Many employers are hoping for relief through the $349 billion Paycheck Protection Program (PPP) that is part of the massive stimulus package approved by Congress. PPP loans, available primarily to businesses and nonprofits with fewer than 500 employees, will be forgiven for those that meet requirements that include retaining most employees.

The PPP is a first-come, first-served program for those who qualify, so businesses are understandably anxious to get their applications processed. Lenders throughout the Inland Northwest received thousands of calls from frantic business clients in the days leading up the program’s launch on Friday, April 4.

The system was not set up to inject liquidity into the economy so quickly.  Unfortunately, the U.S. Department of Treasury published the interim final rules less than 24 hours before it made the loan forms available for applicants. Without those rules, most lenders didn’t have processes in place to start reviewing the applications and making the government-backed loans. Sen. Marco Rubio said Saturday that only about one-third of lenders were ready.

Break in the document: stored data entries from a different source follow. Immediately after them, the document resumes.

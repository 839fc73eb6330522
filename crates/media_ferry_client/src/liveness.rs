//! Cached belief about whether the companion service is reachable.
//!
//! The prober is the only writer: it owns the `watch::Sender` and every other
//! component reads snapshots. Liveness is advisory and never gates an attempt.

use crate::http_client::CompanionClient;
use crate::observability;
use chrono::{DateTime, Utc};
use serde::Serialize;
use std::sync::Arc;
use std::sync::atomic::{AtomicBool, Ordering};
use std::time::Duration;
use tokio::sync::watch;
use tokio::task::JoinHandle;

#[derive(Clone, Debug, Default, PartialEq, Serialize)]
pub struct LivenessState {
    pub reachable: bool,
    pub last_checked_at: Option<DateTime<Utc>>,
    pub consecutive_failures: u32,
}

impl LivenessState {
    /// True when the last check happened less than `interval` before `now`.
    pub fn is_fresh(&self, now: DateTime<Utc>, interval: Duration) -> bool {
        let Some(checked) = self.last_checked_at else {
            return false;
        };
        match (now - checked).to_std() {
            Ok(age) => age < interval,
            // Checked "in the future" (clock step back): treat as fresh.
            Err(_) => true,
        }
    }

    /// Time left until the cached answer goes stale; zero when it already is.
    pub fn stale_in(&self, now: DateTime<Utc>, interval: Duration) -> Duration {
        let Some(checked) = self.last_checked_at else {
            return Duration::ZERO;
        };
        match (now - checked).to_std() {
            Ok(age) => interval.saturating_sub(age),
            Err(_) => interval,
        }
    }

    /// A fresh negative answer; callers use it to shorten the next push.
    pub fn known_down(&self, now: DateTime<Utc>, interval: Duration) -> bool {
        !self.reachable && self.is_fresh(now, interval)
    }
}

pub struct LivenessProber {
    client: CompanionClient,
    timeout: Duration,
    interval: Duration,
    state: watch::Sender<LivenessState>,
    refreshing: AtomicBool,
}

impl LivenessProber {
    pub fn new(client: CompanionClient, timeout: Duration, interval: Duration) -> Arc<Self> {
        let (state, _) = watch::channel(LivenessState::default());
        Arc::new(Self {
            client,
            timeout,
            interval,
            state,
            refreshing: AtomicBool::new(false),
        })
    }

    pub fn interval(&self) -> Duration {
        self.interval
    }

    /// Current cached state; never touches the network.
    pub fn state(&self) -> LivenessState {
        self.state.borrow().clone()
    }

    pub fn subscribe(&self) -> watch::Receiver<LivenessState> {
        self.state.subscribe()
    }

    /// Ask the service right now and publish the answer.
    pub async fn probe(&self) -> LivenessState {
        let result = self.client.status(self.timeout).await;
        let now = Utc::now();
        let mut published = LivenessState::default();
        self.state.send_modify(|s| {
            let was_reachable = s.reachable;
            match &result {
                Ok(()) => {
                    if !was_reachable {
                        tracing::info!("companion service reachable at {}", self.client.base_url());
                    }
                    s.reachable = true;
                    s.consecutive_failures = 0;
                }
                Err(e) => {
                    if was_reachable || s.last_checked_at.is_none() {
                        tracing::warn!("companion service unreachable: {}", e);
                    } else {
                        tracing::debug!("companion service still unreachable: {}", e);
                    }
                    s.reachable = false;
                    s.consecutive_failures = s.consecutive_failures.saturating_add(1);
                }
            }
            s.last_checked_at = Some(now);
            published = s.clone();
        });
        observability::record_probe(&published);
        published
    }

    /// Probe only when the cached answer is older than the interval. If
    /// another refresh is already running, answer from cache instead of
    /// issuing a second call.
    pub async fn refresh_if_stale(&self) -> LivenessState {
        let cached = self.state();
        if cached.is_fresh(Utc::now(), self.interval) {
            return cached;
        }
        self.try_refresh().await.unwrap_or(cached)
    }

    /// Single-flight probe: `None` when another refresh holds the slot.
    async fn try_refresh(&self) -> Option<LivenessState> {
        if self.refreshing.swap(true, Ordering::AcqRel) {
            return None;
        }
        // Released on drop, so a cancelled refresh does not wedge the slot.
        let _slot = RefreshSlot(&self.refreshing);
        Some(self.probe().await)
    }

    /// Non-blocking read. A stale cache schedules a background refresh but
    /// the answer still comes from the cache.
    pub fn is_likely_reachable(self: &Arc<Self>) -> bool {
        let cached = self.state();
        if !cached.is_fresh(Utc::now(), self.interval) {
            let prober = Arc::clone(self);
            tokio::spawn(async move {
                prober.refresh_if_stale().await;
            });
        }
        cached.reachable
    }

    /// Refresh the cache whenever it goes stale until the returned task is
    /// shut down. Shares the single-flight slot with on-demand refreshes, so
    /// the timer and a caller never probe inside the same interval.
    pub fn spawn(self: &Arc<Self>) -> ProberTask {
        let (shutdown, mut shutdown_rx) = watch::channel(false);
        let prober = Arc::clone(self);
        let handle = tokio::spawn(async move {
            let mut published = prober.subscribe();
            loop {
                let wait = prober.state().stale_in(Utc::now(), prober.interval);
                tokio::select! {
                    biased;
                    changed = shutdown_rx.changed() => {
                        if changed.is_err() || *shutdown_rx.borrow() {
                            break;
                        }
                        continue;
                    }
                    _ = tokio::time::sleep(wait) => {}
                }

                if prober.state().is_fresh(Utc::now(), prober.interval) {
                    continue;
                }
                published.mark_unchanged();
                if prober.try_refresh().await.is_some() {
                    continue;
                }
                // An on-demand refresh is in flight; wait for its answer, or
                // one interval if that caller gave up before publishing.
                tokio::select! {
                    biased;
                    changed = shutdown_rx.changed() => {
                        if changed.is_err() || *shutdown_rx.borrow() {
                            break;
                        }
                    }
                    _ = published.changed() => {}
                    _ = tokio::time::sleep(prober.interval) => {}
                }
            }
            tracing::debug!("liveness prober stopped");
        });
        ProberTask { shutdown, handle }
    }
}

struct RefreshSlot<'a>(&'a AtomicBool);

impl Drop for RefreshSlot<'_> {
    fn drop(&mut self) {
        self.0.store(false, Ordering::Release);
    }
}

/// Handle to the recurring probe; dropping it without `shutdown` still stops
/// the loop once the sender is gone.
pub struct ProberTask {
    shutdown: watch::Sender<bool>,
    handle: JoinHandle<()>,
}

impl ProberTask {
    pub async fn shutdown(self) {
        let _ = self.shutdown.send(true);
        if let Err(e) = self.handle.await {
            tracing::warn!("liveness prober task ended abnormally: {}", e);
        }
    }

    pub fn is_finished(&self) -> bool {
        self.handle.is_finished()
    }
}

Another bottleneck: After lenders complete an applicant’s paperwork, it must be submitted for approval via a single digital platform. That system bogged down on Monday, slowing the pace of approvals.

Despite those challenges, the Small Business Administration processed an astonishing number applications, reported Larry Kudlow, director of the National Economic Council. By 9:30 a.m. Monday, Kudlow said, the agency had approved 130,000 loans for $38 billion – nearly 10 percent of the available funding.

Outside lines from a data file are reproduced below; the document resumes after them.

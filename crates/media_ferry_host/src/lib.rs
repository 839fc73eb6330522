//! Command host for the media delivery core.
//!
//! Input lines become [`Command`]s on an mpsc queue; one [`Dispatcher`] drains
//! the queue and drives the orchestrator, writing a JSON reply per command.

pub mod commands;
pub mod dispatcher;
pub mod error;

pub use commands::{Command, read_commands};
pub use dispatcher::{Dispatcher, Reply};
pub use error::{HostError, HostResult};

/// Depth of the command queue between the input reader and the dispatcher.
pub const COMMAND_QUEUE_DEPTH: usize = 16;

/// Directives appended to the user's filter to keep HTTP internals quiet.
pub const QUIET_TARGETS: &str = "reqwest=warn,hyper=warn,hyper_util=warn";

/// Log filter from `MEDIA_FERRY_LOG_LEVEL`, then `RUST_LOG`, then `info`.
pub fn log_filter_from<F>(mut get: F) -> String
where
    F: FnMut(&str) -> Option<String>,
{
    get("MEDIA_FERRY_LOG_LEVEL")
        .or_else(|| get("RUST_LOG"))
        .unwrap_or_else(|| "info".to_string())
}

/// Build the subscriber filter, falling back to the default when a directive is invalid.
pub fn env_filter(log_env: &str) -> tracing_subscriber::EnvFilter {
    let combined_filter = format!("{},{}", log_env, QUIET_TARGETS);
    tracing_subscriber::EnvFilter::try_new(combined_filter).unwrap_or_else(|_| {
        tracing_subscriber::EnvFilter::new(format!("info,{}", QUIET_TARGETS))
    })
}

No one can guess with confidence where the American economy is heading, because we’re in territory that no one has ever seen. There’s no predicting the depth of the damage or the speed of the recovery. Congress and the President have responded with an aggressive stimulus package that we all hope will lessen the impact on communities, businesses, and families.

As leaders of two of Spokane’s biggest business lenders, we’re optimistic that the Small Business Administration will work out any flaws in the PPP process. We encourage Rep. Cathy McMorris Rogers and her congressional colleagues to boost funding for this jobs-preserving program, and thank them for their commitment to date.

If your business is struggling, applying for a PPP loan is only one potential step. We encourage you to contact your bank, credit union, or other financial partners as soon as possible, to work together on additional solutions.  These financial partners are here to help you in this difficult time. There are many programs available for individuals, companies, and their employees, so work with your CPA to see which are best for you.

We are committed to funding these stimulus programs in our community, knowing that the sooner we’re back on firm footing, the sooner we can get back to the important work of supporting our community’s long-term priorities.

Jack Heath is the president and chief operating officer of Washington Trust Bank. Ezra Eckhardt is the president and CEO of STCU.